Un événement pour le champ de l’autisme. C’est ainsi qu’on peut assurément qualifier la parution du livre de Jean-Claude Maleval, La Différence autistique [1].

Pour qui s’intéresse à l’autisme, l’événement se redouble de la préface des plus précieuses de Jacques-Alain Miller. Enfin…, préface est peu dire, puisqu’elle se refuse à en rester là, pour d’emblée prolonger le débat, contextualiser les positions, discuter les thèses, faire retour aux fondamentaux cliniques, affiner les concepts et, last but not least, fournir, par l’ensemble que constitue dorénavant l’ouvrage, un outil de référence majeure pour tout un chacun amené à vivre, accueillir, accompagner, soigner, éduquer, souffrir ou, pourquoi pas, aimer l’autisme au jour le jour… dans la vraie vie, comme il se dit maintenant.

Chacun y trouvera son pain quotidien : petit repère par-ci, éclaircissement par-là, précision partout, piste de travail ou de vie à chaque détour. Il est probable néanmoins que l’entreprise ne siéra pas aux idéologues et militants de tous bords, tant elle en est, en acte, l’envers.

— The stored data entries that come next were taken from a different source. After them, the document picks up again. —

// SPDX-License-Identifier: MPL-2.0
//! Play/pause/repeat commands for an animation renderer.
//!
//! Rendering and frame timing belong to the renderer behind
//! [`AnimationRenderer`]. The controller keeps no playback state: every
//! decision (e.g. "already playing") is taken by asking the renderer.

use crate::config::Config;
use std::fmt;
use std::str::FromStr;

/// How many additional times an animation runs after the first pass.
#[derive(Debug, Clone, Copy, PartialEq, Eq)]
pub enum RepeatCount {
    Times(u32),
    Infinite,
}

impl RepeatCount {
    /// Renderer wire value: `-1` means infinite.
    pub fn as_raw(self) -> i64 {
        match self {
            RepeatCount::Times(n) => i64::from(n),
            RepeatCount::Infinite => -1,
        }
    }
}

impl fmt::Display for RepeatCount {
    fn fmt(&self, f: &mut fmt::Formatter<'_>) -> fmt::Result {
        match self {
            RepeatCount::Times(n) => write!(f, "{n}"),
            RepeatCount::Infinite => f.write_str("infinite"),
        }
    }
}

impl FromStr for RepeatCount {
    type Err = String;

    fn from_str(raw: &str) -> Result<Self, Self::Err> {
        match raw.trim() {
            "infinite" | "inf" | "-1" => Ok(RepeatCount::Infinite),
            other => other
                .parse::<u32>()
                .map(RepeatCount::Times)
                .map_err(|_| format!("invalid repeat count: {raw}")),
        }
    }
}

/// The rendering engine that actually plays the animation.
pub trait AnimationRenderer {
    fn is_animating(&self) -> bool;
    fn play_animation(&mut self);
    fn pause_animation(&mut self);
    fn set_repeat_count(&mut self, count: RepeatCount);
    fn set_speed(&mut self, speed: f32);
}

/// Forwards user commands to a renderer.
#[derive(Debug)]
pub struct AnimationController<R> {
    renderer: R,
}

impl<R: AnimationRenderer> AnimationController<R> {
    pub fn new(renderer: R) -> Self {
        Self { renderer }
    }

    /// Prepares a viewer: configured speed, looping forever.
    pub fn open(mut renderer: R, config: &Config) -> Self {
        renderer.set_speed(config.animation_speed());
        renderer.set_repeat_count(RepeatCount::Infinite);
        Self::new(renderer)
    }

    /// Starts playback unless it is already running.
    pub fn play(&mut self) {
        if !self.renderer.is_animating() {
            self.renderer.play_animation();
        }
    }

    /// Stops playback if it is running.
    pub fn pause(&mut self) {
        if self.renderer.is_animating() {
            self.renderer.pause_animation();
        }
    }

    /// Sets the repeat count, then (re)starts playback.
    pub fn repeat(&mut self, count: RepeatCount) {
        tracing::debug!(%count, "repeat requested");
        self.renderer.set_repeat_count(count);
        self.renderer.play_animation();
    }

    pub fn renderer(&self) -> &R {
        &self.renderer
    }

    pub fn into_renderer(self) -> R {
        self.renderer
    }
}
// SPDX-License-Identifier: MPL-2.0
use crate::config::Config;
use crate::notice::Notice;
use fluent_bundle::{FluentArgs, FluentBundle, FluentResource};
use rust_embed::RustEmbed;
use std::collections::HashMap;
use unic_langid::LanguageIdentifier;

#[derive(RustEmbed)]
#[folder = "assets/i18n/"]
struct Asset;

const DEFAULT_LOCALE: &str = "en-US";

pub struct I18n {
    bundles: HashMap<LanguageIdentifier, FluentBundle<FluentResource>>,
    pub available_locales: Vec<LanguageIdentifier>,
    current_locale: LanguageIdentifier,
}

impl Default for I18n {
    fn default() -> Self {
        Self::new(None, &Config::default())
    }
}

impl std::fmt::Debug for I18n {
    fn fmt(&self, f: &mut std::fmt::Formatter<'_>) -> std::fmt::Result {
        f.debug_struct("I18n")
            .field("available_locales", &self.available_locales)
            .field("current_locale", &self.current_locale)
            .finish_non_exhaustive()
    }
}

impl I18n {
    pub fn new(cli_lang: Option<String>, config: &Config) -> Self {
        let mut bundles = HashMap::new();
        let mut available_locales = Vec::new();

        for file in Asset::iter() {
            let filename = file.as_ref();
            let Some(locale_str) = filename.strip_suffix(".ftl") else {
                continue;
            };
            let Ok(locale) = locale_str.parse::<LanguageIdentifier>() else {
                tracing::warn!(filename, "ignoring translation file with invalid locale name");
                continue;
            };
            let Some(content) = Asset::get(filename) else {
                continue;
            };
            if let Some(bundle) = build_bundle(&locale, &content.data) {
                bundles.insert(locale.clone(), bundle);
                available_locales.push(locale);
            }
        }
        available_locales.sort_by_key(|l| l.to_string());

        let current_locale = resolve_locale(cli_lang, config, &available_locales)
            .unwrap_or_else(default_locale);
        tracing::debug!(locale = %current_locale, "locale selected");

        Self {
            bundles,
            available_locales,
            current_locale,
        }
    }

    /// Switches language; unknown locales are ignored.
    pub fn set_locale(&mut self, locale: LanguageIdentifier) {
        if self.bundles.contains_key(&locale) {
            self.current_locale = locale;
        }
    }

    pub fn current_locale(&self) -> &LanguageIdentifier {
        &self.current_locale
    }

    pub fn tr(&self, key: &str) -> String {
        self.format(key, None)
    }

    pub fn tr_with_args(&self, key: &str, args: &[(&str, &str)]) -> String {
        let mut fluent_args = FluentArgs::new();
        for (name, value) in args {
            fluent_args.set(*name, value.to_string());
        }
        self.format(key, Some(&fluent_args))
    }

    /// Text for a notice, with its arguments applied.
    pub fn render(&self, notice: &Notice) -> String {
        let args: Vec<(&str, &str)> = notice
            .message_args()
            .iter()
            .map(|(k, v)| (k.as_str(), v.as_str()))
            .collect();
        self.tr_with_args(notice.message_key(), &args)
    }

    fn format(&self, key: &str, args: Option<&FluentArgs<'_>>) -> String {
        let fallback = default_locale();
        let candidates = [Some(&self.current_locale), Some(&fallback)];
        for locale in candidates.into_iter().flatten() {
            if let Some(text) = self
                .bundles
                .get(locale)
                .and_then(|bundle| format_in(bundle, key, args))
            {
                return text;
            }
        }
        tracing::debug!(key, "missing translation");
        format!("MISSING: {key}")
    }
}

fn default_locale() -> LanguageIdentifier {
    DEFAULT_LOCALE.parse().unwrap_or_default()
}

fn build_bundle(locale: &LanguageIdentifier, data: &[u8]) -> Option<FluentBundle<FluentResource>> {
    let source = String::from_utf8_lossy(data).to_string();
    let resource = match FluentResource::try_new(source) {
        Ok(resource) => resource,
        Err((_, errors)) => {
            tracing::warn!(%locale, ?errors, "failed to parse translation file");
            return None;
        }
    };
    let mut bundle = FluentBundle::new(vec![locale.clone()]);
    // Plain text output; no bidi isolation marks around arguments.
    bundle.set_use_isolating(false);
    if let Err(errors) = bundle.add_resource(resource) {
        tracing::warn!(%locale, ?errors, "duplicate translation entries");
    }
    Some(bundle)
}

fn format_in(
    bundle: &FluentBundle<FluentResource>,
    key: &str,
    args: Option<&FluentArgs<'_>>,
) -> Option<String> {
    let message = bundle.get_message(key)?;
    let pattern = message.value()?;
    let mut errors = vec![];
    let value = bundle.format_pattern(pattern, args, &mut errors);
    if errors.is_empty() {
        Some(value.to_string())
    } else {
        tracing::debug!(key, ?errors, "translation formatting failed");
        None
    }
}

fn resolve_locale(
    cli_lang: Option<String>,
    config: &Config,
    available: &[LanguageIdentifier],
) -> Option<LanguageIdentifier> {
    let supported = |raw: &str| {
        raw.parse::<LanguageIdentifier>()
            .ok()
            .filter(|lang| available.contains(lang))
    };

    cli_lang
        .as_deref()
        .and_then(supported)
        .or_else(|| config.general.language.as_deref().and_then(supported))
        .or_else(|| sys_locale::get_locale().as_deref().and_then(supported))
}

#[cfg(test)]
mod tests {
    use super::*;
    use crate::error::Error;

    fn available() -> Vec<LanguageIdentifier> {
        vec!["en-US".parse().unwrap(), "fr".parse().unwrap()]
    }

    fn english() -> I18n {
        I18n::new(Some("en-US".into()), &Config::default())
    }

    #[test]
    fn cli_language_wins_over_config() {
        let mut config = Config::default();
        config.general.language = Some("en-US".to_string());
        let lang = resolve_locale(Some("fr".to_string()), &config, &available());
        assert_eq!(lang, Some("fr".parse().unwrap()));
    }

    #[test]
    fn config_language_is_used_without_cli() {
        let mut config = Config::default();
        config.general.language = Some("fr".to_string());
        let lang = resolve_locale(None, &config, &available());
        assert_eq!(lang, Some("fr".parse().unwrap()));
    }

    #[test]
    fn unsupported_language_is_skipped() {
        let mut config = Config::default();
        config.general.language = Some("fr".to_string());
        let lang = resolve_locale(Some("de".to_string()), &config, &available());
        assert_eq!(lang, Some("fr".parse().unwrap()));
    }

    #[test]
    fn shipped_locales_are_loaded() {
        let i18n = english();
        assert!(i18n.available_locales.contains(&"en-US".parse().unwrap()));
        assert!(i18n.available_locales.contains(&"fr".parse().unwrap()));
    }

    #[test]
    fn arguments_are_substituted_without_isolation_marks() {
        let i18n = english();
        assert_eq!(
            i18n.tr_with_args("home-welcome", &[("name", "Ada")]),
            "Welcome, Ada!"
        );
    }

    #[test]
    fn empty_input_notice_text() {
        let i18n = english();
        assert_eq!(
            i18n.render(&Notice::from_error(&Error::EmptyInput)),
            "Please enter a value"
        );
    }

    #[test]
    fn set_locale_switches_language() {
        let mut i18n = english();
        i18n.set_locale("fr".parse().unwrap());
        assert_eq!(i18n.current_locale().to_string(), "fr");
        assert_eq!(i18n.tr("location-not-set"), "Emplacement : non défini");

        i18n.set_locale("xx".parse().unwrap());
        assert_eq!(i18n.current_locale().to_string(), "fr");
    }

    #[test]
    fn missing_key_is_marked() {
        assert_eq!(english().tr("no-such-key"), "MISSING: no-such-key");
    }
}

Avec une abondance d’informations et de lectures qui ne cesse d’impressionner, Jean-Claude Maleval articule observations, recherches, thèses, effets et résultats, sans a priori ou exclusion de quelque point de vue que ce soit, avec – et c’est évidemment crucial d’un point de vue éthique et sociétal – un foisonnement de témoignages auxquels il accorde le crédit et « l’expertise » requis : ceux des personnes qui se vivent comme autistes et qui peuvent rendre compte de leur parcours de vie, de leur souffrance et difficultés certes, mais aussi tout simplement de leur mode d’être.

Il s’en déduit un mode d’être spécifique à l’autiste, loin des idées et stéréotypes reçus. Il se démontre qu’il est un être parlant comme tout autre, pris dans le langage et l’investissant d’une façon particulière, à la recherche d’une voie propre pour faire face à l’angoisse existentielle propre à cet être si spécifique dans la chaine du vivant qu’est l’être humain. « L’autisme apparaît ainsi comme une structure subjective originale compatible avec les réussites existentielles les plus hautes, mais aussi avec des détresses sévères », comme l’isole la quatrième de couverture.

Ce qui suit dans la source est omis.